= David M. Lemal =

	David Markham Lemal (born 1934) is the Albert W. Smith Professor of Chemistry Emeritus and Research Professor of Chemistry at Dartmouth College. He received an A.B. degree (summa) from Amherst College in 1955 and a Ph.D. in chemistry from Harvard University in 1959. At Harvard he worked with R. B. Woodward on deoxy sugars and a synthesis of the alkaloid yohimbine.

== Research and teaching ==
Lemal began his independent academic career at the University of Wisconsin in Madison, first as instructor (1958–60), and then as assistant professor (1960–65).

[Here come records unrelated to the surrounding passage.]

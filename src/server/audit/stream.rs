use std::fs::{self, File, OpenOptions};
use std::io::{self, Write};
use std::path::{Path, PathBuf};

use anyhow::{bail, Context, Result};
use chrono::{DateTime, Days, Local, NaiveDate};
use log::{debug, info};

use crate::dirs::{ensure_dir_exists, ensure_private_dir};

pub const ARCHIVE_DIR: &str = "archive";

/// Extension of the JSON record files.
pub const JSON_EXT: &str = "log";
/// Extension of the human-readable companion files.
pub const TEXT_EXT: &str = "txt";

/// An append-only log file `<dir>/<name>.<ext>` that is moved into
/// `<dir>/archive/<name>-<YYYY-MM-DD>.<ext>` once its day is over.
pub struct LogStream {
    name: &'static str,
    ext: &'static str,
    path: PathBuf,
    archive_dir: PathBuf,
    file: Option<File>,

    /// Calendar day of the content of the active file, `None` while the file
    /// is empty.
    day: Option<NaiveDate>,
}

impl LogStream {
    pub fn open(dir: &Path, name: &'static str, ext: &'static str) -> Result<Self> {
        ensure_dir_exists(dir)
            .with_context(|| format!("ensure audit directory: {}", dir.display()))?;
        let archive_dir = dir.join(ARCHIVE_DIR);
        ensure_private_dir(&archive_dir)
            .with_context(|| format!("ensure archive directory: {}", archive_dir.display()))?;

        let path = dir.join(format!("{name}.{ext}"));
        let mut stream = Self {
            name,
            ext,
            path,
            archive_dir,
            file: None,
            day: None,
        };
        stream.reopen()?;

        // An existing file belongs to the day it was last written
        let meta = fs::metadata(&stream.path)
            .with_context(|| format!("stat log file: {}", stream.path.display()))?;
        if meta.len() > 0 {
            let modified: DateTime<Local> = meta.modified().context("read log mtime")?.into();
            stream.day = Some(modified.date_naive());
        }

        Ok(stream)
    }

    pub fn path(&self) -> &Path {
        &self.path
    }

    pub fn day(&self) -> Option<NaiveDate> {
        self.day
    }

    /// Whether the active file holds content of a day before `today`.
    pub fn is_due(&self, today: NaiveDate) -> bool {
        matches!(self.day, Some(day) if day < today)
    }

    /// Writes one line. The first line of an empty file stamps it with `today`.
    pub fn append(&mut self, line: &str, today: NaiveDate) -> Result<()> {
        if self.file.is_none() {
            self.reopen()?;
        }
        let Some(file) = self.file.as_mut() else {
            bail!("log file {} is not open", self.path.display());
        };
        writeln!(file, "{line}")
            .and_then(|_| file.flush())
            .with_context(|| format!("write log file: {}", self.path.display()))?;

        if self.day.is_none() {
            self.day = Some(today);
        }
        Ok(())
    }

    /// Moves the active file into the archive directory and starts a new one.
    /// Empty files are left alone. Returns the archive path.
    pub fn rotate(&mut self, today: NaiveDate) -> Result<Option<PathBuf>> {
        let day = match self.day {
            Some(day) => day,
            None => return Ok(None),
        };
        // A file rotated early (forced) still belongs to its own day
        let day = day.min(today);

        let target = self.archive_target(day);
        self.file = None;
        fs::rename(&self.path, &target).with_context(|| {
            format!(
                "rename {} to {}",
                self.path.display(),
                target.display()
            )
        })?;
        self.day = None;
        self.reopen()?;

        info!("Rotated {} to {}", self.path.display(), target.display());
        Ok(Some(target))
    }

    fn archive_target(&self, day: NaiveDate) -> PathBuf {
        let base = format!("{}-{}", self.name, day.format("%Y-%m-%d"));
        let ext = self.ext;
        let mut target = self.archive_dir.join(format!("{base}.{ext}"));
        let mut seq = 1;
        while target.exists() {
            target = self.archive_dir.join(format!("{base}-{seq}.{ext}"));
            seq += 1;
        }
        target
    }

    fn reopen(&mut self) -> Result<()> {
        let file = OpenOptions::new()
            .create(true)
            .append(true)
            .open(&self.path)
            .with_context(|| format!("open log file: {}", self.path.display()))?;
        self.file = Some(file);
        Ok(())
    }
}

/// Parsed archive file name `<stream>-<YYYY-MM-DD>[-<seq>].<ext>`, where
/// `ext` is `log` or `txt`.
#[derive(Debug, Clone, PartialEq, Eq, PartialOrd, Ord)]
pub struct ArchiveName {
    pub date: NaiveDate,
    pub seq: u32,
    pub stream: String,
    pub ext: String,
}

impl ArchiveName {
    pub fn parse(file_name: &str) -> Option<Self> {
        let (stem, ext) = file_name.rsplit_once('.')?;
        if ext != JSON_EXT && ext != TEXT_EXT {
            return None;
        }
        let (stream, rest) = stem.split_once('-')?;
        if stream.is_empty() || rest.len() < 10 || !rest.is_char_boundary(10) {
            return None;
        }
        let (date, tail) = rest.split_at(10);
        let date = NaiveDate::parse_from_str(date, "%Y-%m-%d").ok()?;
        let seq = if tail.is_empty() {
            0
        } else {
            tail.strip_prefix('-')?.parse().ok()?
        };
        Some(Self {
            date,
            seq,
            stream: stream.to_string(),
            ext: ext.to_string(),
        })
    }
}

/// Archives of one stream with extension `ext`, oldest first.
pub fn list_archives(archive_dir: &Path, stream: &str, ext: &str) -> Result<Vec<PathBuf>> {
    let mut archives = scan_archives(archive_dir)?
        .into_iter()
        .filter(|(name, _)| name.stream == stream && name.ext == ext)
        .collect::<Vec<_>>();
    archives.sort();
    Ok(archives.into_iter().map(|(_, path)| path).collect())
}

/// Deletes archives dated more than `retention_days` before `today`. Files that
/// do not look like archives are never touched.
pub fn purge_archives(archive_dir: &Path, retention_days: u64, today: NaiveDate) -> Result<usize> {
    let cutoff = match today.checked_sub_days(Days::new(retention_days)) {
        Some(cutoff) => cutoff,
        None => return Ok(0),
    };

    let mut count = 0;
    for (name, path) in scan_archives(archive_dir)? {
        if name.date >= cutoff {
            continue;
        }
        fs::remove_file(&path)
            .with_context(|| format!("remove archive: {}", path.display()))?;
        debug!("Removed expired archive {}", path.display());
        count += 1;
    }
    Ok(count)
}

fn scan_archives(archive_dir: &Path) -> Result<Vec<(ArchiveName, PathBuf)>> {
    let entries = match fs::read_dir(archive_dir) {
        Ok(entries) => entries,
        Err(err) if err.kind() == io::ErrorKind::NotFound => return Ok(Vec::new()),
        Err(err) => {
            return Err(err).context(format!("read archive dir: {}", archive_dir.display()))
        }
    };

    let mut archives = Vec::new();
    for entry in entries {
        let entry = entry.context("read archive dir entry")?;
        let file_name = entry.file_name();
        let name = match file_name.to_str().and_then(ArchiveName::parse) {
            Some(name) => name,
            None => continue,
        };
        archives.push((name, entry.path()));
    }
    Ok(archives)
}

#[cfg(test)]
mod tests {
    use super::*;

    fn date(s: &str) -> NaiveDate {
        NaiveDate::parse_from_str(s, "%Y-%m-%d").unwrap()
    }

    #[test]
    fn test_archive_name() {
        let name = ArchiveName::parse("audit-2024-03-20.log").unwrap();
        assert_eq!(name.stream, "audit");
        assert_eq!(name.date, date("2024-03-20"));
        assert_eq!(name.seq, 0);
        assert_eq!(name.ext, "log");

        let name = ArchiveName::parse("security-2024-03-20-2.log").unwrap();
        assert_eq!(name.stream, "security");
        assert_eq!(name.seq, 2);

        let name = ArchiveName::parse("audit-2024-03-20.txt").unwrap();
        assert_eq!(name.stream, "audit");
        assert_eq!(name.ext, "txt");

        for bad in [
            "audit.log",
            "audit-2024-03.log",
            "audit-2024-03-20.json",
            "audit-2024-03-20",
            "audit-2024-03-20-x.log",
            "-2024-03-20.log",
        ] {
            assert!(ArchiveName::parse(bad).is_none(), "{bad}");
        }
    }

    #[test]
    fn test_rotate_on_day_change() {
        let dir = tempfile::tempdir().unwrap();
        let mut stream = LogStream::open(dir.path(), "audit", JSON_EXT).unwrap();
        assert!(stream.day().is_none());
        assert!(!stream.is_due(date("2024-03-21")));

        stream.append("first", date("2024-03-20")).unwrap();
        assert_eq!(stream.day(), Some(date("2024-03-20")));
        assert!(!stream.is_due(date("2024-03-20")));
        assert!(stream.is_due(date("2024-03-21")));

        let archived = stream.rotate(date("2024-03-21")).unwrap().unwrap();
        assert_eq!(
            archived,
            dir.path().join("archive").join("audit-2024-03-20.log")
        );
        assert_eq!(fs::read_to_string(&archived).unwrap(), "first\n");
        assert_eq!(fs::read_to_string(stream.path()).unwrap(), "");
        assert!(stream.day().is_none());

        stream.append("second", date("2024-03-21")).unwrap();
        assert_eq!(fs::read_to_string(stream.path()).unwrap(), "second\n");
    }

    #[test]
    fn test_rotate_empty_and_collision() {
        let dir = tempfile::tempdir().unwrap();
        let mut stream = LogStream::open(dir.path(), "security", JSON_EXT).unwrap();
        assert!(stream.rotate(date("2024-03-20")).unwrap().is_none());

        stream.append("a", date("2024-03-20")).unwrap();
        stream.rotate(date("2024-03-20")).unwrap();
        stream.append("b", date("2024-03-20")).unwrap();
        let second = stream.rotate(date("2024-03-20")).unwrap().unwrap();
        assert_eq!(
            second,
            dir.path().join("archive").join("security-2024-03-20-1.log")
        );

        let archive = dir.path().join("archive");
        let archives = list_archives(&archive, "security", JSON_EXT).unwrap();
        assert_eq!(archives.len(), 2);
        assert_eq!(fs::read_to_string(&archives[0]).unwrap(), "a\n");
        assert_eq!(fs::read_to_string(&archives[1]).unwrap(), "b\n");
        assert!(list_archives(&archive, "audit", JSON_EXT).unwrap().is_empty());
        assert!(list_archives(&archive, "security", TEXT_EXT).unwrap().is_empty());
    }

    #[test]
    fn test_text_companion() {
        let dir = tempfile::tempdir().unwrap();
        let mut stream = LogStream::open(dir.path(), "audit", TEXT_EXT).unwrap();
        assert_eq!(stream.path(), dir.path().join("audit.txt"));

        stream.append("GET /healthz 200", date("2024-03-20")).unwrap();
        let archived = stream.rotate(date("2024-03-21")).unwrap().unwrap();
        assert_eq!(
            archived,
            dir.path().join("archive").join("audit-2024-03-20.txt")
        );
        assert_eq!(
            list_archives(&dir.path().join("archive"), "audit", TEXT_EXT).unwrap(),
            vec![archived]
        );
    }

    #[cfg(unix)]
    #[test]
    fn test_archive_dir_private() {
        use std::os::unix::fs::PermissionsExt;

        let dir = tempfile::tempdir().unwrap();
        LogStream::open(dir.path(), "audit", JSON_EXT).unwrap();
        let mode = fs::metadata(dir.path().join("archive"))
            .unwrap()
            .permissions()
            .mode();
        assert_eq!(mode & 0o777, 0o700);
    }

    #[test]
    fn test_purge_archives() {
        let dir = tempfile::tempdir().unwrap();
        let archive = dir.path().join("archive");
        fs::create_dir_all(&archive).unwrap();
        for name in [
            "audit-2024-01-01.log",
            "audit-2024-02-19.log",
            "audit-2024-02-20.log",
            "security-2024-01-15-1.log",
            "security-2024-01-15.txt",
            "notes.txt",
        ] {
            fs::write(archive.join(name), "x\n").unwrap();
        }

        let removed = purge_archives(&archive, 30, date("2024-03-21")).unwrap();
        assert_eq!(removed, 4);

        let mut left = fs::read_dir(&archive)
            .unwrap()
            .map(|e| e.unwrap().file_name().into_string().unwrap())
            .collect::<Vec<_>>();
        left.sort();
        assert_eq!(left, vec!["audit-2024-02-20.log", "notes.txt"]);

        assert_eq!(
            purge_archives(&dir.path().join("missing"), 30, date("2024-03-21")).unwrap(),
            0
        );
    }
}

In 1965 he joined the department of chemistry at Dartmouth College and became a full professor in 1969. He chaired the department from 1976 to 1979. In 1981, he was appointed the Albert W. Smith Professor of Chemistry. At Wisconsin, Lemal developed a career-long interest in highly strained molecules, short-lived species and concerted reactions. In the late 1960s he became intrigued with organofluorine chemistry, which has remained a major focus of his research. Lemal was an active participant of the Gordon Research Conferences. In 1970, he chaired the GRC conference on Hydrocarbon Chemistry, in 1971 the GRC on Heterocyclic Compounds; he was a member of the board of trustees (1973–79; chair, 1977–78). He co-chaired the international Winter Fluorine Conferences in 1987 and 1989, then in 1990 chaired the Fluorine Division of the American Chemical Society. From 1996 to 2004, he served on the Society's Committee on Science. In 2005, Lemal retired from teaching, and became a Research Professor of Chemistry, continuing work in organofluorine synthesis until 2016. During his career, Lemal mentored in research more than a hundred undergraduates, graduate students, and postdoctoral fellows, and taught chemistry courses for 50 years.

== Honors and awards ==
Lemal was awarded honors of a National Science Foundation Fellow (1955–58) and an Alfred P. Sloan Foundation Research Fellow (1968–70). In 1987, he received the Chemical Manufacturers Association Catalyst Award. In 1989, he was named the New Hampshire Professor of the Year by the Council for Advancement and Support of Education. He was awarded the Dartmouth President’s Award for Outstanding Leadership and Achievement (1991), and the Robert A. Fish Memorial Prize for outstanding contributions to undergraduate teaching (1996). He won the 2002 American Chemical Society Award for Creative Work in Fluorine Chemistry. In 2011, Lemal became a Fellow of the American Chemical Society.

== Selected research ==

=== Some Hydrocarbon-Fluorocarbon Contrasts ===
Source:

Having synthesized and studied hexamethylprismane in 1966, Lemal’s group was interested in how a prismane substituted with electron-acceptor instead of donor groups would differ in nature and reactivity. This led to vapor phase photolysis of perfluorohexamethylbenzene (1), which yielded not only the prismane (2), but the dewar benzene (3) and Benzvalene(4) as well. An English group made the same discovery independently. These strained molecules were remarkably robust and thermally stable as compared with their rather fragile hydrocarbon counterparts, and that intriguing contrast led to further exploration of fluorocarbon chemistry.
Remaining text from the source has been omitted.